Sie erinnern sich, wie der Schröder kam, als guter Kumpel ins Bundeskanzleramt. Er würde Kohls Versprechen - die blühenden Landschaften – wahr machen, dachten viele, die anfangs noch Kohls „Allianz für Deutschland“ (auch AfD) gewählt hatten. Schröder war für die Schwachen und die Unterbezahlten, er rüttelte an den Gittern des Bundeskanzleramts, lässt uns mitregieren! Zusammen mit dem Lafontaine und dem anderen, wie hieß er noch mal, der Dritte? Genau, Scharping.  Und was hat es gebracht? Harz IV.
Auch 30 Jahre nach der Wiedervereinigung, die gleichen Gehälter kannste vergessen, ein Busfahrer in Düsseldorf und ein Busfahrer in Bautzen bekommen immer noch nicht den gleichen Lohn,  obwohl sie die gleichen Busse fahren.

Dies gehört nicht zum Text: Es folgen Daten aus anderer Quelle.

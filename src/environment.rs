//! Closure environments
//!
//! A scope maps names to bindings and links to its enclosing scope. Script
//! callables capture an [`Environment`]; the evaluator and VM create child
//! scopes per call.

use crate::error::Error;
use crate::gc::{self, Reset, Traceable};
use crate::prelude::*;
use crate::value::{Any, CheapClone, Str};

/// A variable binding
#[derive(Debug, Clone)]
pub struct Binding {
    pub value: Any,
    pub mutable: bool,
}

/// Bindings of one lexical scope
#[derive(Default)]
pub struct Scope {
    pub bindings: FxHashMap<Str, Binding>,
    pub outer: Option<Environment>,
}

impl Traceable for Scope {
    fn trace(&self, visit: &mut dyn FnMut(usize)) {
        for binding in self.bindings.values() {
            binding.value.trace(visit);
        }
        if let Some(outer) = &self.outer {
            visit(outer.id());
        }
    }
}

impl Reset for Scope {
    fn reset(&mut self) -> Self {
        core::mem::take(self)
    }
}

/// Shared handle to a scope
#[derive(Clone)]
pub struct Environment(Rc<RefCell<Scope>>);

// Environment wraps Rc, so clone is cheap
impl CheapClone for Environment {}

impl Default for Environment {
    fn default() -> Self {
        Self::new()
    }
}

impl Environment {
    /// New global scope
    pub fn new() -> Self {
        Self::with_outer(None)
    }

    /// New scope nested in `outer`
    pub fn child(outer: &Environment) -> Self {
        Self::with_outer(Some(outer.cheap_clone()))
    }

    fn with_outer(outer: Option<Environment>) -> Self {
        let rc = Rc::new(RefCell::new(Scope {
            bindings: FxHashMap::default(),
            outer,
        }));
        gc::track_scope(&rc);
        Environment(rc)
    }

    pub fn id(&self) -> usize {
        rc_addr(&self.0)
    }

    pub fn ptr_eq(a: &Environment, b: &Environment) -> bool {
        Rc::ptr_eq(&a.0, &b.0)
    }

    pub fn outer(&self) -> Option<Environment> {
        self.0.borrow().outer.clone()
    }

    /// Create or replace a binding in this scope
    pub fn define(&self, name: impl Into<Str>, value: Any, mutable: bool) {
        self.0
            .borrow_mut()
            .bindings
            .insert(name.into(), Binding { value, mutable });
    }

    /// Resolve `name`, walking outward
    pub fn get(&self, name: &str) -> Option<Any> {
        let mut current = self.cheap_clone();
        loop {
            let next = {
                let scope = current.0.borrow();
                if let Some(binding) = scope.bindings.get(name) {
                    return Some(binding.value.clone());
                }
                scope.outer.clone()?
            };
            current = next;
        }
    }

    /// Update the nearest binding of `name`
    pub fn assign(&self, name: &str, value: Any) -> Result<(), Error> {
        let mut current = self.cheap_clone();
        loop {
            let next = {
                let mut scope = current.0.borrow_mut();
                if let Some(binding) = scope.bindings.get_mut(name) {
                    if !binding.mutable {
                        return Err(Error::ConstAssignment {
                            name: Str::from(name),
                        });
                    }
                    binding.value = value;
                    return Ok(());
                }
                scope.outer.clone()
            };
            match next {
                Some(outer) => current = outer,
                None => {
                    return Err(Error::UndefinedVariable {
                        name: Str::from(name),
                    });
                }
            }
        }
    }

    pub fn has(&self, name: &str) -> bool {
        self.get(name).is_some()
    }

    pub fn has_own(&self, name: &str) -> bool {
        self.0.borrow().bindings.contains_key(name)
    }
}

impl fmt::Debug for Environment {
    fn fmt(&self, f: &mut fmt::Formatter<'_>) -> fmt::Result {
        let scope = self.0.borrow();
        let mut names: Vec<&str> = scope.bindings.keys().map(|k| k.as_str()).collect();
        names.sort_unstable();
        f.debug_struct("Environment")
            .field("bindings", &names)
            .field("has_outer", &scope.outer.is_some())
            .finish()
    }
}
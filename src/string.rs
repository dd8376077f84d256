//! String objects
//!
//! Strings are immutable heap objects linked to the realm's string
//! prototype. The script-visible `length` counts UTF-16 code units, so the
//! encoded form is computed lazily on first use.

use crate::object::{Exotic, HeapObject, ObjectRef};
use crate::prelude::*;
use crate::realm;
use crate::value::{Any, CheapClone, Str};

/// Text payload of a string object
pub struct StringData {
    text: Str,
    utf16: OnceCell<Vec<u16>>,
}

impl StringData {
    pub fn new(text: Str) -> Self {
        Self {
            text,
            utf16: OnceCell::new(),
        }
    }

    pub fn text(&self) -> &Str {
        &self.text
    }

    fn utf16(&self) -> &[u16] {
        self.utf16.get_or_init(|| self.text.encode_utf16().collect())
    }

    /// Length in UTF-16 code units
    pub fn utf16_len(&self) -> usize {
        // ASCII text has one code unit per byte
        if self.text.is_ascii() {
            return self.text.len();
        }
        self.utf16().len()
    }

    pub fn code_unit_at(&self, index: usize) -> Option<u16> {
        if self.text.is_ascii() {
            return self.text.as_bytes().get(index).map(|&b| u16::from(b));
        }
        self.utf16().get(index).copied()
    }
}

impl ObjectRef {
    /// New string object
    pub fn new_string(text: impl Into<Str>) -> Self {
        let data = StringData::new(text.into());
        ObjectRef::alloc(HeapObject::with_exotic(
            "String",
            Some(realm::string_prototype()),
            Exotic::String(data),
        ))
    }

    /// Text of a string object, `None` for any other kind
    pub fn string_text(&self) -> Option<Str> {
        self.borrow().as_string().map(|data| data.text().cheap_clone())
    }

    pub fn utf16_len(&self) -> Option<usize> {
        self.borrow().as_string().map(StringData::utf16_len)
    }

    /// Single code unit at `index` as a one-element string
    pub fn char_at(&self, index: usize) -> Any {
        let unit = self
            .borrow()
            .as_string()
            .and_then(|data| data.code_unit_at(index));
        match unit {
            Some(unit) => Any::from(String::from_utf16_lossy(&[unit])),
            None => Any::from(""),
        }
    }

    /// Code unit at `index`, `0` when out of range
    pub fn char_code_at(&self, index: usize) -> Any {
        let unit = self
            .borrow()
            .as_string()
            .and_then(|data| data.code_unit_at(index));
        match unit {
            Some(unit) => Any::Integer(i64::from(unit)),
            None => Any::Integer(0),
        }
    }
}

Die Ostdeutschen kommen sich vor wie die Burgenländer in Österreich, es werden unheimlich gern die Witze über die blöden Ossis und ihre Ostalgie erzählt.
 Und im Westen habe ich tatsächlich Leute kennengelernt, die glauben, der Solidaritätszuschlag wird nur im Westen erhoben. „Wie lange noch sollen wir diesen Soli zahlen?“ regten sie sich auf. „Warum kann der Osten noch immer nicht ohne? Ist es DDR-Erbe?“
Apropos Erbe. Die Karte der Höhe der Erbschaftssteuer in Deutschland spricht eine klare Sprache, fast 90% dieser Steuer wird im Westen erhoben, als wären die Ostdeutschen allesamt Waisenkinder, die nichts zu vererben haben. Aber es geht uns gut, wir haben uns selbst gekümmert und wir sind nicht nachtragend. Nur ein bisschen. Und so kam die AfD, das A steht für Alternative. Zum alteingesessenen politischen Pack, gegen die da oben.
 Und deswegen besteht das politische Programm dieser Partei fast komplett aus Hetze, Hetze gegen die anderen Parteien, gegen die abgehobenen Grünen, die uns erzählen wollen, wie wir essen, heizen  und fahren sollen, Hetze gegen die großen bürgerlichen Parteien, die sich nie gekümmert haben und nur die Aufträge für die Städteverschönerung verteilt, natürlich an Firmen im Westen. Die die ostdeutschen Einkaufszentren errichteten, ohne die Einheimischen zu fragen, ob sie sie haben wollen. Die Gewinne wurden wie stets privatisiert, die Verluste verstaatlicht. In den meisten Einkaufszentren herrscht gähnende Leere, viele Geschäfte haben  zugemacht. Und dann kam die BSW, unsere Sahra hat es noch feiner als die AfD gemacht, sie hat dem Osten den Zauberspiegel gezeigt, in diesem Spiegel ist der Osten noch jung und hat volle Haare.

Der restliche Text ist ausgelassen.